А и то… Про Лёньку в деревне люди и говорить притомились. Отец его плотогоном был. После смерти отца мать Лёнькина заговариваться стала… – не до сына… Ой, хороший у Лёньки ж был отец… А Лёнька – враг! Но и про него находились добрые души. Нет-нет да и скажет кто:

– Попомните меня: израстёт малец. Ха-ароший из него человек получится.

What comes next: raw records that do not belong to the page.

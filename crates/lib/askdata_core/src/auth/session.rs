//! Session manager: login, refresh rotation with reuse detection, logout,
//! and access-token authorization.
//!
//! A refresh `jti` is Active until it is either Rotated (superseded by a new
//! `jti`) or Revoked. Presenting a refresh token whose record is missing or
//! no longer active is treated as theft: every session of that principal is
//! revoked.

use std::sync::Arc;

use tracing::{debug, error, info, warn};
use uuid::Uuid;

use super::AuthError;
use super::config::SessionConfig;
use super::jwt::TokenCodec;
use super::password::{hash_password, verify_password};
use super::store::{CredentialStore, PrincipalStore};
use crate::models::auth::{
    ClientInfo, IssuedCredentials, NewRefreshRecord, Principal, RotateOutcome, TokenClaims,
};

/// Verified against when the login handle is unknown, so both failure paths
/// cost one bcrypt verification.
const DUMMY_PASSWORD: &str = "askdata-dummy-password";

/// Canonical form of a login handle.
pub fn normalize_email(email: &str) -> String {
    email.trim().to_lowercase()
}

/// Orchestrates credential issuance over a codec and the two stores.
pub struct SessionManager {
    codec: TokenCodec,
    principals: Arc<dyn PrincipalStore>,
    credentials: Arc<dyn CredentialStore>,
    dummy_hash: String,
}

impl SessionManager {
    pub fn new(
        config: &SessionConfig,
        principals: Arc<dyn PrincipalStore>,
        credentials: Arc<dyn CredentialStore>,
    ) -> Result<Self, AuthError> {
        config
            .validate()
            .map_err(|e| AuthError::Validation(e.to_string()))?;
        Ok(Self {
            codec: TokenCodec::new(config),
            principals,
            credentials,
            dummy_hash: hash_password(DUMMY_PASSWORD)?,
        })
    }

    pub fn codec(&self) -> &TokenCodec {
        &self.codec
    }

    /// Authenticate with email + password and open a new session.
    ///
    /// Existing sessions of the principal are left alone.
    pub async fn login(
        &self,
        email: &str,
        password: &str,
        client: ClientInfo,
    ) -> Result<IssuedCredentials, AuthError> {
        let found = self
            .principals
            .find_principal_by_email(&normalize_email(email))
            .await?;

        let hash = found
            .as_ref()
            .map_or(self.dummy_hash.as_str(), |p| p.password_hash.as_str());
        let matches = verify_password(password, hash).unwrap_or_else(|e| {
            warn!(error = %e, "stored password hash is unusable");
            false
        });

        let principal = match found {
            Some(p) if matches => p.principal,
            _ => return Err(AuthError::InvalidCredentials),
        };

        let issued = self.issue(principal.id, client).await?;
        info!(subject = %principal.id, "login succeeded");
        Ok(issued)
    }

    /// Exchange a refresh token for a new pair, retiring the presented one.
    pub async fn refresh(
        &self,
        refresh_token: &str,
        client: ClientInfo,
    ) -> Result<IssuedCredentials, AuthError> {
        let claims = self.codec.verify_refresh(refresh_token)?;
        let (subject, jti) = claim_ids(&claims).ok_or(AuthError::InvalidCredential)?;

        match self.credentials.find_by_jti(&jti).await? {
            None => return Err(self.respond_to_reuse(&subject, &jti, "unknown jti").await),
            Some(record) if record.revoked => {
                return Err(self.respond_to_reuse(&subject, &jti, "revoked jti").await);
            }
            Some(record) if record.subject_id != subject => {
                warn!(%jti, claimed = %subject, owner = %record.subject_id, "refresh subject mismatch");
                self.credentials.revoke(&jti).await?;
                return Err(AuthError::InvalidCredential);
            }
            Some(_) => {}
        }

        let access_token = self.codec.sign_access(&subject)?;
        let (refresh_token, successor) = self.codec.sign_refresh(&subject)?;
        let outcome = self
            .credentials
            .rotate(
                &jti,
                NewRefreshRecord {
                    jti: successor,
                    subject_id: subject,
                    client,
                },
            )
            .await?;

        match outcome {
            RotateOutcome::Rotated => {
                debug!(%subject, from = %jti, to = %successor, "refresh token rotated");
                Ok(self.pair(subject, access_token, refresh_token))
            }
            // Lost a race against another presentation of the same token.
            RotateOutcome::NotActive => {
                Err(self.respond_to_reuse(&subject, &jti, "concurrent rotation").await)
            }
        }
    }

    /// Revoke every session of the access token's subject.
    ///
    /// A missing, invalid, or expired token is not an error.
    pub async fn logout(&self, access_token: Option<&str>) -> Result<(), AuthError> {
        let subject = access_token
            .and_then(|t| self.codec.verify_access(t).ok())
            .and_then(|claims| Uuid::parse_str(&claims.sub).ok());

        match subject {
            Some(subject) => {
                let revoked = self.credentials.revoke_all_for_subject(&subject).await?;
                info!(%subject, revoked, "logout revoked sessions");
            }
            None => debug!("logout without a valid access token"),
        }
        Ok(())
    }

    /// Resolve a presented access token to its subject.
    pub fn authorize(&self, presented: Option<&str>) -> Result<Uuid, AuthError> {
        let token = presented
            .filter(|t| !t.is_empty())
            .ok_or(AuthError::Unauthorized)?;
        let claims = self
            .codec
            .verify_access(token)
            .map_err(|_| AuthError::Unauthorized)?;
        Uuid::parse_str(&claims.sub).map_err(|_| AuthError::Unauthorized)
    }

    /// Look up the principal behind an authorized subject.
    pub async fn principal(&self, subject: &Uuid) -> Result<Option<Principal>, AuthError> {
        self.principals.find_principal_by_id(subject).await
    }

    /// Mint a pair and persist the refresh record. Nothing is returned unless
    /// the record is stored.
    async fn issue(&self, subject: Uuid, client: ClientInfo) -> Result<IssuedCredentials, AuthError> {
        let access_token = self.codec.sign_access(&subject)?;
        let (refresh_token, jti) = self.codec.sign_refresh(&subject)?;
        self.credentials
            .record_issuance(NewRefreshRecord {
                jti,
                subject_id: subject,
                client,
            })
            .await?;
        Ok(self.pair(subject, access_token, refresh_token))
    }

    fn pair(&self, subject: Uuid, access_token: String, refresh_token: String) -> IssuedCredentials {
        IssuedCredentials {
            subject_id: subject,
            access_token,
            refresh_token,
            access_expires_in: self.codec.access_ttl_secs(),
            refresh_expires_in: self.codec.refresh_ttl_secs(),
        }
    }

    /// Kill every session of `subject` and produce the error to surface.
    async fn respond_to_reuse(&self, subject: &Uuid, jti: &Uuid, reason: &str) -> AuthError {
        match self.credentials.revoke_all_for_subject(subject).await {
            Ok(revoked) => {
                warn!(%subject, %jti, reason, revoked, "refresh token reuse detected; all sessions revoked");
                AuthError::ReuseDetected
            }
            Err(e) => {
                error!(%subject, %jti, error = %e, "reuse detected but revocation failed");
                e
            }
        }
    }
}

fn claim_ids(claims: &TokenClaims) -> Option<(Uuid, Uuid)> {
    let subject = Uuid::parse_str(&claims.sub).ok()?;
    let jti = Uuid::parse_str(&claims.jti).ok()?;
    Some((subject, jti))
}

Забытый Фимкою и Перчихой, Лёнька по-за придорожными кусточками и сухостоем поспешал вровень с ними. Он поглядывал между веток на Перчиху, крался по разнотравью, забегал вперед, а то отставал, прикидывая чего-то… Глаза его ждали и веселились… Нечёсаный вихор колыхался, как петушиный гребень.

Когда же тропка пошла спускаться с лесистого яра к ручью, Лёнька бесом вымахнул вперёд и сунулся головою в ноги тётке Перчихе. Перчиха молча перевалилась через Лёньку, потом, хватая воздух руками, через свою голову и с криком покатилась в ручей.

Фимка сперва ничего не мог понять. Он всё ещё щупал горячее ухо, таращил на Лёньку и без того здоровущие глаза. Но, почуяв свободу, крутанулся на пятках и дёрнул галопом в лес, подальше от нежданного спасителя.

А Лёнька-то и не думал его догонять. Он отряхнул штаны, сунул пальцы в рот и лихо свистнул. Телок, что пил из ручья, поставил свечкою хвост, брыкнул и поскакал на Перчиху. В нём, видать, заговорила телячья прыть.

Скоро Фимкина радость сменилась нудною тревогой. Теперь столько Перчиха насоветует Фимкиной матери, что мальцу легче в омут нырнуть, чем домой воротиться.

И ведь в том самая досада, что Фимка с Лёнькой недруги давние, ещё с прошлого лета, когда Лёнька утопил в омуте Фимкины штаны. Поскольку же, кроме штанов, летом Фимка носил только цыпки да веснушки, так и принудило его Лёнькино озорство с полудня до заката просидеть нагишом в сырых тальниках. Дождаться ж у омута полной темноты и большой не вытерпел бы. Так не успел тогда Фимка в закатных лучах вынырнуть из тальников, как сквозной свист прямо каленою стрелою продел его с головы до пяток. Лёнькину потеху подхватили другие озорники, да так дружно, что в деревне заголосили спросонья заполошные петухи.

Метнулся тогда Фимка блёклою звёдочкой через лощину и погас в самой что ни на есть густой крапиве. Скрыться тогда больше некуда было. И теперь кожа у Фимки вздувается волдырями, только вспомнит он про ту крапиву. Да и материны примочки оказались тогда не слаще. Но самое обидное, что Лёнька, заливаясь хохотом, орал Фимке вдогонку:

– Эй, пупырик! Вернись! Пуп потерял.

Этого-то «пупырика» и не мог Фимка Лёньке простить. Сонными ночами, что есть мочи, лупил Фимка Леньку нещадно. А вот при свете получалось обратное. Однако Фимка упорствовал и не думал покориться Лёньке. За эту-то неугомонность втайне Лёнька сильно уважал Фимку.